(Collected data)
-*-
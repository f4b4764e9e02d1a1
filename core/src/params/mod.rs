//! Sparse parameter store
//!
//! Integer-keyed bag of raw byte values used to attach optional attributes to
//! an entity without changing its layout.
//!
//! # Key space
//!
//! - `0..=999`: singleton attributes, see [`keys`]
//! - `1000..=1999`: attachments, partitioned per [`AttachmentKind`]; only
//!   reachable through the attachment API
//!
//! # Wire format
//!
//! ```text
//! count: int
//! count × (key: int, length: int, bytes)
//! ```

mod attachment;
pub mod keys;


pub use attachment::{ATTACHMENT_KEYS, Attachment, AttachmentKind, LABEL_DELIMITER};

use std::collections::BTreeMap;
use std::io::Write;

use serde::ser::{Serialize, SerializeMap, Serializer};

use crate::codec::{Reader, Writer};
use crate::error::{CodecError, DecodeError, ParamError};

/// Smallest encoded entry: key + length
const ENTRY_HEADER_SIZE: usize = 8;

/// Integer-keyed attribute bag
#[derive(Debug, Clone, Default, PartialEq, Eq)]
pub struct ParameterStore {
    values: BTreeMap<i32, Vec<u8>>,
}

impl ParameterStore {
    pub fn new() -> Self {
        Self::default()
    }

    /// Store `value` at `key`, returning the previous value.
    ///
    /// Keys in the attachment range are rejected; use
    /// [`add_attachment`](Self::add_attachment) for those.
    pub fn put(&mut self, key: i32, value: impl Into<Vec<u8>>) -> Result<Option<Vec<u8>>, ParamError> {
        if ATTACHMENT_KEYS.contains(&key) {
            return Err(ParamError::ReservedKeyRange(key));
        }
        Ok(self.values.insert(key, value.into()))
    }

    pub fn get(&self, key: i32) -> Option<&[u8]> {
        self.values.get(&key).map(Vec::as_slice)
    }

    pub fn remove(&mut self, key: i32) -> Option<Vec<u8>> {
        self.values.remove(&key)
    }

    pub fn has(&self, key: i32) -> bool {
        self.values.contains_key(&key)
    }

    pub fn count(&self) -> usize {
        self.values.len()
    }

    pub fn is_empty(&self) -> bool {
        self.values.is_empty()
    }

    pub fn clear(&mut self) {
        self.values.clear();
    }

    /// Stored keys in ascending order
    pub fn keys(&self) -> impl Iterator<Item = i32> + '_ {
        self.values.keys().copied()
    }

    /// Store a string; an empty string removes the key
    pub fn put_str(&mut self, key: i32, value: &str) -> Result<(), ParamError> {
        if value.is_empty() {
            if ATTACHMENT_KEYS.contains(&key) {
                return Err(ParamError::ReservedKeyRange(key));
            }
            self.values.remove(&key);
        } else {
            self.put(key, value.as_bytes())?;
        }
        Ok(())
    }

    /// Read a value as UTF-8 text
    pub fn get_str(&self, key: i32) -> Option<&str> {
        self.get(key).and_then(|bytes| std::str::from_utf8(bytes).ok())
    }

    /// Store a big-endian `int`
    pub fn put_i32(&mut self, key: i32, value: i32) -> Result<(), ParamError> {
        self.put(key, value.to_be_bytes())?;
        Ok(())
    }

    /// Read a value stored by [`put_i32`](Self::put_i32)
    pub fn get_i32(&self, key: i32) -> Option<i32> {
        let bytes: [u8; 4] = self.get(key)?.try_into().ok()?;
        Some(i32::from_be_bytes(bytes))
    }

    // ------------------------------------------------------------------------
    // Attachments
    // ------------------------------------------------------------------------

    /// Add a labeled attachment to the first free slot of `kind`.
    ///
    /// Returns `Ok(false)` when an identical composite (case-insensitive) is
    /// already stored or `text` is empty. A full range fails without touching
    /// any other range. Labels may not contain [`LABEL_DELIMITER`].
    pub fn add_attachment(
        &mut self,
        kind: AttachmentKind,
        label: &str,
        text: &str,
    ) -> Result<bool, ParamError> {
        if label.contains(LABEL_DELIMITER) {
            return Err(ParamError::DelimiterInLabel(label.to_string()));
        }
        if text.is_empty() {
            return Ok(false);
        }
        let composite = Attachment::compose(label, text);
        let needle = composite.to_lowercase();

        let mut free = None;
        for key in kind.keys() {
            match self.values.get(&key) {
                Some(stored) => {
                    if String::from_utf8_lossy(stored).to_lowercase() == needle {
                        return Ok(false);
                    }
                }
                None if free.is_none() => free = Some(key),
                None => {}
            }
        }

        let Some(key) = free else {
            tracing::debug!(%kind, "attachment range is full");
            return Err(ParamError::AttachmentRangeFull(kind));
        };
        self.values.insert(key, composite.into_bytes());
        Ok(true)
    }

    /// Attachments of `kind` in increasing key order, skipping empty slots
    pub fn attachments(&self, kind: AttachmentKind) -> impl Iterator<Item = Attachment> + '_ {
        self.values
            .range(kind.keys())
            .map(|(_, stored)| Attachment::parse(&String::from_utf8_lossy(stored)))
    }

    /// Remove the first attachment of `kind` whose stored value ends with `text`.
    ///
    /// Trailing-substring matching lets callers remove a labeled entry by its
    /// bare text.
    pub fn remove_attachment(&mut self, kind: AttachmentKind, text: &str) -> Option<Attachment> {
        if text.is_empty() {
            return None;
        }
        let key = self
            .values
            .range(kind.keys())
            .find(|(_, stored)| stored.ends_with(text.as_bytes()))
            .map(|(key, _)| *key)?;
        self.values
            .remove(&key)
            .map(|stored| Attachment::parse(&String::from_utf8_lossy(&stored)))
    }

    /// Remove every attachment of `kind`, returning how many were removed
    pub fn remove_all_attachments(&mut self, kind: AttachmentKind) -> usize {
        let before = self.values.len();
        let keys = kind.keys();
        self.values.retain(|key, _| !keys.contains(key));
        before - self.values.len()
    }

    // ------------------------------------------------------------------------
    // Wire format
    // ------------------------------------------------------------------------

    /// Write count + (key, length, bytes) triples
    pub fn write_to<W: Write>(&self, w: &mut Writer<W>) -> Result<(), CodecError> {
        w.write_count(self.values.len())?;
        for (key, value) in &self.values {
            w.write_i32(*key)?;
            w.write_block(value)?;
        }
        Ok(())
    }

    /// Read a store written by [`write_to`](Self::write_to).
    ///
    /// Attachment keys are accepted here; that is how attachments travel.
    pub fn read_from(r: &mut Reader<'_>) -> Result<Self, DecodeError> {
        let count = r.read_count(ENTRY_HEADER_SIZE)?;
        let mut values = BTreeMap::new();
        for _ in 0..count {
            let key = r.read_i32()?;
            let value = r.read_block()?;
            values.insert(key, value);
        }
        Ok(Self { values })
    }
}

impl Serialize for ParameterStore {
    fn serialize<S>(&self, serializer: S) -> Result<S::Ok, S::Error>
    where
        S: Serializer,
    {
        let mut map = serializer.serialize_map(Some(self.values.len()))?;
        for (key, value) in &self.values {
            map.serialize_entry(key, &String::from_utf8_lossy(value))?;
        }
        map.end()
    }
}
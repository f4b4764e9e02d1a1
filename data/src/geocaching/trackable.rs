use std::io::Write;

use geowire_core::{CodecError, DecodeError, Reader, Storable, Writer};
use serde::Serialize;

/// Travel bug or geocoin currently in a cache.
///
/// v1 added goal, details and the public tracking code.
#[derive(Debug, Clone, Default, PartialEq, Eq, Serialize)]
pub struct GeocachingTrackable {
    pub id: i64,
    pub name: String,
    pub image_url: String,
    pub details_url: String,
    pub origin: String,
    pub owner: String,
    /// Unix time in milliseconds
    pub released: i64,
    pub goal: String,
    pub details: String,
    pub tb_code: String,
}

impl Storable for GeocachingTrackable {
    const VERSION: i32 = 1;
    const NAME: &'static str = "GeocachingTrackable";

    fn write_body<W: Write>(&self, w: &mut Writer<W>, version: i32) -> Result<(), CodecError> {
        w.write_i64(self.id)?;
        w.write_str(&self.name)?;
        w.write_str(&self.image_url)?;
        w.write_str(&self.details_url)?;
        w.write_str(&self.origin)?;
        w.write_str(&self.owner)?;
        w.write_i64(self.released)?;

        if version >= 1 {
            w.write_str(&self.goal)?;
            w.write_str(&self.details)?;
            w.write_str(&self.tb_code)?;
        }
        Ok(())
    }

    fn read_body(r: &mut Reader<'_>, version: i32) -> Result<Self, DecodeError> {
        let mut trackable = Self {
            id: r.read_i64()?,
            name: r.read_string()?,
            image_url: r.read_string()?,
            details_url: r.read_string()?,
            origin: r.read_string()?,
            owner: r.read_string()?,
            released: r.read_i64()?,
            ..Self::default()
        };

        if version >= 1 {
            trackable.goal = r.read_string()?;
            trackable.details = r.read_string()?;
            trackable.tb_code = r.read_string()?;
        }
        Ok(trackable)
    }
}
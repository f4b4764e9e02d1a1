//! Inspection commands - info, dump and check

use std::path::{Path, PathBuf};
use std::process::ExitCode;

use anyhow::{Context, Result};
use clap::Args;
use geowire_core::{DecodeError, DecodeLimits, peek_version};

use crate::kind::EntityKind;

/// Result of a check
#[derive(Debug, Clone, Copy, PartialEq, Eq)]
pub enum CheckOutcome {
    Readable,
    /// Written by a newer build
    Unsupported,
    /// Truncated or damaged
    Corrupt,
}

impl CheckOutcome {
    pub fn exit_code(self) -> ExitCode {
        match self {
            CheckOutcome::Readable => ExitCode::SUCCESS,
            CheckOutcome::Corrupt => ExitCode::from(1),
            CheckOutcome::Unsupported => ExitCode::from(2),
        }
    }
}

/// Arguments for the info command
#[derive(Args)]
pub struct InfoArgs {
    /// Payload file
    pub file: PathBuf,
}

/// Arguments for the dump and check commands
#[derive(Args)]
pub struct DecodeArgs {
    /// Payload file
    pub file: PathBuf,

    /// Entity kind stored in the file
    #[arg(long, value_enum)]
    pub kind: EntityKind,
}

fn read_payload(path: &Path) -> Result<Vec<u8>> {
    std::fs::read(path).with_context(|| format!("Failed to read payload: {}", path.display()))
}

/// Print the leading version tag and payload size
pub fn info(args: InfoArgs) -> Result<()> {
    let bytes = read_payload(&args.file)?;
    let version = peek_version(&bytes)
        .with_context(|| format!("No version tag in {}", args.file.display()))?;

    println!("File: {}", args.file.display());
    println!("Size: {} bytes", bytes.len());
    println!("Version tag: {}", version);
    Ok(())
}

/// Decode and print as JSON
pub fn dump(args: DecodeArgs, limits: DecodeLimits) -> Result<()> {
    let bytes = read_payload(&args.file)?;
    let json = args
        .kind
        .decode_json(&bytes, limits)
        .with_context(|| format!("Failed to decode {:?} from {}", args.kind, args.file.display()))?;
    println!("{}", serde_json::to_string_pretty(&json)?);
    Ok(())
}

/// Decode and report whether the payload is readable by this build
pub fn check(args: DecodeArgs, limits: DecodeLimits) -> Result<CheckOutcome> {
    let bytes = read_payload(&args.file)?;
    match args.kind.decode_json(&bytes, limits) {
        Ok(_) => {
            println!("OK: {} ({} bytes)", args.file.display(), bytes.len());
            Ok(CheckOutcome::Readable)
        }
        Err(err) => match err.downcast_ref::<DecodeError>() {
            Some(decode) if decode.is_unsupported_version() => {
                println!(
                    "UNSUPPORTED: {}: {} (this build reads {:?} up to v{})",
                    args.file.display(),
                    decode,
                    args.kind,
                    args.kind.supported_version()
                );
                Ok(CheckOutcome::Unsupported)
            }
            Some(decode) => {
                println!("CORRUPT: {}: {}", args.file.display(), decode);
                Ok(CheckOutcome::Corrupt)
            }
            None => Err(err),
        },
    }
}

#[cfg(test)]
mod tests {
    use super::*;
    use geowire_core::encode;
    use geowire_data::Location;

    fn payload(dir: &tempfile::TempDir, bytes: &[u8]) -> PathBuf {
        let path = dir.path().join("payload.gw");
        std::fs::write(&path, bytes).unwrap();
        path
    }

    fn check_args(file: PathBuf) -> DecodeArgs {
        DecodeArgs {
            file,
            kind: EntityKind::Location,
        }
    }

    #[test]
    fn test_check_ok() {
        let dir = tempfile::tempdir().unwrap();
        let file = payload(&dir, &encode(&Location::new(1.0, 2.0)).unwrap());
        let code = check(check_args(file), DecodeLimits::default()).unwrap();
        assert_eq!(code, CheckOutcome::Readable);
    }

    #[test]
    fn test_check_unsupported() {
        let dir = tempfile::tempdir().unwrap();
        let mut bytes = encode(&Location::new(1.0, 2.0)).unwrap();
        bytes[..4].copy_from_slice(&9i32.to_be_bytes());
        let file = payload(&dir, &bytes);
        let code = check(check_args(file), DecodeLimits::default()).unwrap();
        assert_eq!(code, CheckOutcome::Unsupported);
    }

    #[test]
    fn test_check_corrupt() {
        let dir = tempfile::tempdir().unwrap();
        let bytes = encode(&Location::new(1.0, 2.0)).unwrap();
        let file = payload(&dir, &bytes[..bytes.len() - 2]);
        let code = check(check_args(file), DecodeLimits::default()).unwrap();
        assert_eq!(code, CheckOutcome::Corrupt);
    }

    #[test]
    fn test_info_requires_version_tag() {
        let dir = tempfile::tempdir().unwrap();
        let file = payload(&dir, &[0, 1]);
        assert!(info(InfoArgs { file }).is_err());
    }

    #[test]
    fn test_missing_file() {
        let dir = tempfile::tempdir().unwrap();
        let err = dump(
            check_args(dir.path().join("missing.gw")),
            DecodeLimits::default(),
        )
        .unwrap_err();
        assert!(err.to_string().contains("Failed to read payload"));
    }
}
-*-
• Work instruction:
The output must consist solely of the lines from the first line of the records through the line containing "attachments, partitioned per", reproduced exactly.

• Problem solution:
repository f4b4764e9e02d1a1
filename core/src/params/mod.rs
//! Sparse parameter store
//!
//! Integer-keyed bag of raw byte values used to attach optional attributes to
//! an entity without changing its layout.
//!
//! # Key space
//!
//! - `0..=999`: singleton attributes, see [`keys`]
//! - `1000..=1999`: attachments, partitioned per [`AttachmentKind`]; only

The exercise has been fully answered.